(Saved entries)
#####

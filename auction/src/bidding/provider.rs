use crate::model::{BidRequest, Candidate};

/// Hook for a real predictive / optimisation model.
///
/// Implementations must be deterministic for a given candidate and request.
/// Their output is re-validated by the calculator: a non-finite or negative
/// base bid fails that candidate, and quality is clamped to its range.
pub trait ScoringProvider: Send + Sync {
    fn adjust_base_bid(&self, _candidate: &Candidate, _request: &BidRequest, base_bid: f64) -> f64 {
        base_bid
    }

    fn adjust_quality(&self, _candidate: &Candidate, _request: &BidRequest, quality: f64) -> f64 {
        quality
    }
}

/// Uses the static strategy table and history-based quality as-is.
#[derive(Clone, Copy, Debug, Default)]
pub struct StaticScoring;

impl ScoringProvider for StaticScoring {}
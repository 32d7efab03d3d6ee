use serde::{Deserialize, Serialize};

use super::candidate::{AdFormat, AdSize};

/// A placement on a publisher site.
#[derive(Clone, Debug, PartialEq, Serialize, Deserialize)]
pub struct AdUnit {
    pub ad_unit_id: String,
    pub site_id: String,
    pub organization_id: String,
    #[serde(default)]
    pub format: Option<AdFormat>,
    #[serde(default)]
    pub size: Option<AdSize>,
}
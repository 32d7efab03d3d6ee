use once_cell::sync::OnceCell;
use tracing_subscriber::prelude::*;
use tracing_subscriber::{EnvFilter, fmt};

static LOGGER_INIT: OnceCell<()> = OnceCell::new();

/// Installs the global subscriber once per process.
///
/// `RUST_LOG` drives the filter (default `info`). With `json` set, events are
/// emitted as one JSON object per line; otherwise the pretty formatter is used.
/// Output goes to stderr so stdout stays free for command output.
pub fn init_logger(service_name: &'static str, json: bool) {
    LOGGER_INIT.get_or_init(|| {
        let filter = EnvFilter::try_from_default_env().unwrap_or_else(|_| EnvFilter::new("info"));

        let base = fmt::layer()
            .with_target(true) // <-- shows crate/module path
            .with_thread_ids(true)
            .with_line_number(true)
            .with_writer(std::io::stderr)
            .with_span_events(fmt::format::FmtSpan::CLOSE);

        let installed = if json {
            tracing_subscriber::registry()
                .with(filter)
                .with(base.json())
                .try_init()
        } else {
            tracing_subscriber::registry()
                .with(filter)
                .with(base.pretty())
                .try_init()
        };

        // A subscriber installed by a test harness wins; keep it.
        if installed.is_ok() {
            tracing::info!(service = service_name, "logger initialized");
        }
    });
}
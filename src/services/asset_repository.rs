//! src/services/asset_repository.rs
//!
//! AssetRepository: the persistence seam between the upload pipeline and the
//! object table. Every status change is a single conditional UPDATE keyed on
//! the expected current status.

use crate::{
    errors::{GatewayError, GatewayResult},
    models::asset::{Asset, AssetStatus},
};
use chrono::Utc;
use sqlx::SqlitePool;
use std::{sync::Arc, time::Duration};
use uuid::Uuid;

const ASSET_COLUMNS: &str = "id, asset_id, bucket_id, parent_id, user_id, name, size, cid, \
     status, attempt_count, last_attempt_at, created_at, updated_at";

/// Parameters for creating an asset slot.
#[derive(Clone, Debug)]
pub struct NewAsset {
    pub bucket_id: Uuid,
    pub parent_id: Option<Uuid>,
    pub user_id: i64,
}

/// Filter applied when a sweep looks for work.
#[derive(Clone, Debug, Default)]
pub struct PendingFilter {
    /// Skip assets whose last attempt is more recent than this.
    pub retry_backoff: Duration,
    /// Skip assets that already used this many attempts. 0 = no cap.
    pub max_attempts: u32,
}

#[derive(Clone)]
pub struct AssetRepository {
    pub db: Arc<SqlitePool>,
}

impl AssetRepository {
    pub fn new(db: Arc<SqlitePool>) -> Self {
        Self { db }
    }

    /// Create an asset slot in `Wait` with a freshly generated asset id.
    pub async fn create(&self, new: NewAsset) -> GatewayResult<Asset> {
        let now = Utc::now();
        let sql = format!(
            "INSERT INTO objects (id, asset_id, bucket_id, parent_id, user_id, name, size, cid,
                                  status, attempt_count, last_attempt_at, created_at, updated_at)
             VALUES (?, ?, ?, ?, ?, '', 0, '', ?, 0, NULL, ?, ?)
             RETURNING {ASSET_COLUMNS}"
        );
        let asset = sqlx::query_as::<_, Asset>(&sql)
            .bind(Uuid::new_v4())
            .bind(Uuid::new_v4().simple().to_string())
            .bind(new.bucket_id)
            .bind(new.parent_id)
            .bind(new.user_id)
            .bind(AssetStatus::Wait)
            .bind(now)
            .bind(now)
            .fetch_one(&*self.db)
            .await?;
        Ok(asset)
    }

    /// Fetch an asset by its public id.
    pub async fn get(&self, asset_id: &str) -> GatewayResult<Asset> {
        let sql = format!("SELECT {ASSET_COLUMNS} FROM objects WHERE asset_id = ?");
        sqlx::query_as::<_, Asset>(&sql)
            .bind(asset_id)
            .fetch_one(&*self.db)
            .await
            .map_err(|err| not_found_or(err, asset_id))
    }

    /// Most recently pinned asset carrying `cid`.
    pub async fn find_by_cid(&self, cid: &str) -> GatewayResult<Asset> {
        let sql = format!(
            "SELECT {ASSET_COLUMNS} FROM objects WHERE cid = ? AND cid != ''
             ORDER BY updated_at DESC LIMIT 1"
        );
        sqlx::query_as::<_, Asset>(&sql)
            .bind(cid)
            .fetch_one(&*self.db)
            .await
            .map_err(|err| match err {
                sqlx::Error::RowNotFound => GatewayError::NotFound(format!("content `{}`", cid)),
                other => GatewayError::Sqlx(other),
            })
    }

    /// Account for a chunk write.
    ///
    /// Moves `Wait → Uploading`, adds `size_delta` to `size` and sets `name`
    /// when it is still empty. Fails with `Conflict` once the asset no longer
    /// accepts chunks.
    pub async fn record_chunk(
        &self,
        asset_id: &str,
        size_delta: i64,
        name: &str,
    ) -> GatewayResult<Asset> {
        let sql = format!(
            "UPDATE objects SET
                 status = ?,
                 size = size + ?,
                 name = CASE WHEN name = '' THEN ? ELSE name END,
                 updated_at = ?
             WHERE asset_id = ? AND status IN (?, ?)
             RETURNING {ASSET_COLUMNS}"
        );
        let updated = sqlx::query_as::<_, Asset>(&sql)
            .bind(AssetStatus::Uploading)
            .bind(size_delta)
            .bind(name)
            .bind(Utc::now())
            .bind(asset_id)
            .bind(AssetStatus::Wait)
            .bind(AssetStatus::Uploading)
            .fetch_optional(&*self.db)
            .await?;

        match updated {
            Some(asset) => Ok(asset),
            None => Err(self.closed_asset_error(asset_id).await),
        }
    }

    /// Move `Wait | Uploading → Uploaded`. Assets already past that point are
    /// returned unchanged.
    pub async fn mark_uploaded(&self, asset_id: &str) -> GatewayResult<Asset> {
        let sql = format!(
            "UPDATE objects SET status = ?, updated_at = ?
             WHERE asset_id = ? AND status IN (?, ?)
             RETURNING {ASSET_COLUMNS}"
        );
        let updated = sqlx::query_as::<_, Asset>(&sql)
            .bind(AssetStatus::Uploaded)
            .bind(Utc::now())
            .bind(asset_id)
            .bind(AssetStatus::Wait)
            .bind(AssetStatus::Uploading)
            .fetch_optional(&*self.db)
            .await?;

        match updated {
            Some(asset) => Ok(asset),
            None => self.get(asset_id).await,
        }
    }

    /// Assets a sweep should try to pin, oldest first.
    pub async fn list_pending(&self, filter: &PendingFilter) -> GatewayResult<Vec<Asset>> {
        let backoff = chrono::Duration::from_std(filter.retry_backoff)
            .unwrap_or_else(|_| chrono::Duration::zero());
        let cutoff = Utc::now() - backoff;
        let max_attempts = if filter.max_attempts == 0 {
            i64::MAX
        } else {
            i64::from(filter.max_attempts)
        };

        let sql = format!(
            "SELECT {ASSET_COLUMNS} FROM objects
             WHERE status = ? AND asset_id != '' AND cid = '' AND size > 0
               AND (last_attempt_at IS NULL OR julianday(last_attempt_at) <= julianday(?))
               AND attempt_count < ?
             ORDER BY created_at ASC"
        );
        let assets = sqlx::query_as::<_, Asset>(&sql)
            .bind(AssetStatus::Uploaded)
            .bind(cutoff)
            .bind(max_attempts)
            .fetch_all(&*self.db)
            .await?;
        Ok(assets)
    }

    /// Number of `Uploaded` assets that hit the attempt cap.
    pub async fn count_exhausted(&self, max_attempts: u32) -> GatewayResult<i64> {
        if max_attempts == 0 {
            return Ok(0);
        }
        let count = sqlx::query_scalar::<_, i64>(
            "SELECT COUNT(*) FROM objects
             WHERE status = ? AND cid = '' AND attempt_count >= ?",
        )
        .bind(AssetStatus::Uploaded)
        .bind(i64::from(max_attempts))
        .fetch_one(&*self.db)
        .await?;
        Ok(count)
    }

    /// Claim an asset for pinning (`Uploaded → Pin`).
    ///
    /// Returns `None` when another pipeline got there first.
    pub async fn claim(&self, asset_id: &str) -> GatewayResult<Option<Asset>> {
        let now = Utc::now();
        let sql = format!(
            "UPDATE objects SET
                 status = ?,
                 attempt_count = attempt_count + 1,
                 last_attempt_at = ?,
                 updated_at = ?
             WHERE asset_id = ? AND status = ? AND cid = ''
             RETURNING {ASSET_COLUMNS}"
        );
        let claimed = sqlx::query_as::<_, Asset>(&sql)
            .bind(AssetStatus::Pin)
            .bind(now)
            .bind(now)
            .bind(asset_id)
            .bind(AssetStatus::Uploaded)
            .fetch_optional(&*self.db)
            .await?;
        Ok(claimed)
    }

    /// Record the content identifier and move `Pin → Pined` in one update.
    pub async fn complete_pin(&self, asset_id: &str, cid: &str) -> GatewayResult<Asset> {
        let sql = format!(
            "UPDATE objects SET status = ?, cid = ?, updated_at = ?
             WHERE asset_id = ? AND status = ?
             RETURNING {ASSET_COLUMNS}"
        );
        sqlx::query_as::<_, Asset>(&sql)
            .bind(AssetStatus::Pined)
            .bind(cid)
            .bind(Utc::now())
            .bind(asset_id)
            .bind(AssetStatus::Pin)
            .fetch_optional(&*self.db)
            .await?
            .ok_or_else(|| GatewayError::Conflict(format!("asset `{}` is not being pinned", asset_id)))
    }

    /// Give a failed claim back (`Pin → Uploaded`) so the next sweep retries.
    pub async fn release(&self, asset_id: &str) -> GatewayResult<()> {
        sqlx::query("UPDATE objects SET status = ?, updated_at = ? WHERE asset_id = ? AND status = ?")
            .bind(AssetStatus::Uploaded)
            .bind(Utc::now())
            .bind(asset_id)
            .bind(AssetStatus::Pin)
            .execute(&*self.db)
            .await?;
        Ok(())
    }

    /// Release every claim left behind by a previous process.
    pub async fn release_stale_claims(&self) -> GatewayResult<u64> {
        let result = sqlx::query("UPDATE objects SET status = ?, updated_at = ? WHERE status = ?")
            .bind(AssetStatus::Uploaded)
            .bind(Utc::now())
            .bind(AssetStatus::Pin)
            .execute(&*self.db)
            .await?;
        Ok(result.rows_affected())
    }

    async fn closed_asset_error(&self, asset_id: &str) -> GatewayError {
        match self.get(asset_id).await {
            Ok(asset) => GatewayError::Conflict(format!(
                "asset `{}` no longer accepts chunks (status {:?})",
                asset_id, asset.status
            )),
            Err(err) => err,
        }
    }
}

fn not_found_or(err: sqlx::Error, asset_id: &str) -> GatewayError {
    match err {
        sqlx::Error::RowNotFound => GatewayError::NotFound(format!("asset `{}`", asset_id)),
        other => GatewayError::Sqlx(other),
    }
}

/// Timestamp helper for tests that need to age an attempt.
#[cfg(test)]
pub async fn set_last_attempt(repo: &AssetRepository, asset_id: &str, at: chrono::DateTime<Utc>) {
    sqlx::query("UPDATE objects SET last_attempt_at = ? WHERE asset_id = ?")
        .bind(at)
        .bind(asset_id)
        .execute(&*repo.db)
        .await
        .unwrap();
}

#####

What is being asked:
Report back each line of the entries that holds the string "NULL".

Solution for this exercise:
             VALUES (?, ?, ?, ?, ?, '', 0, '', ?, 0, NULL, ?, ?)
               AND (last_attempt_at IS NULL OR julianday(last_attempt_at) <= julianday(?))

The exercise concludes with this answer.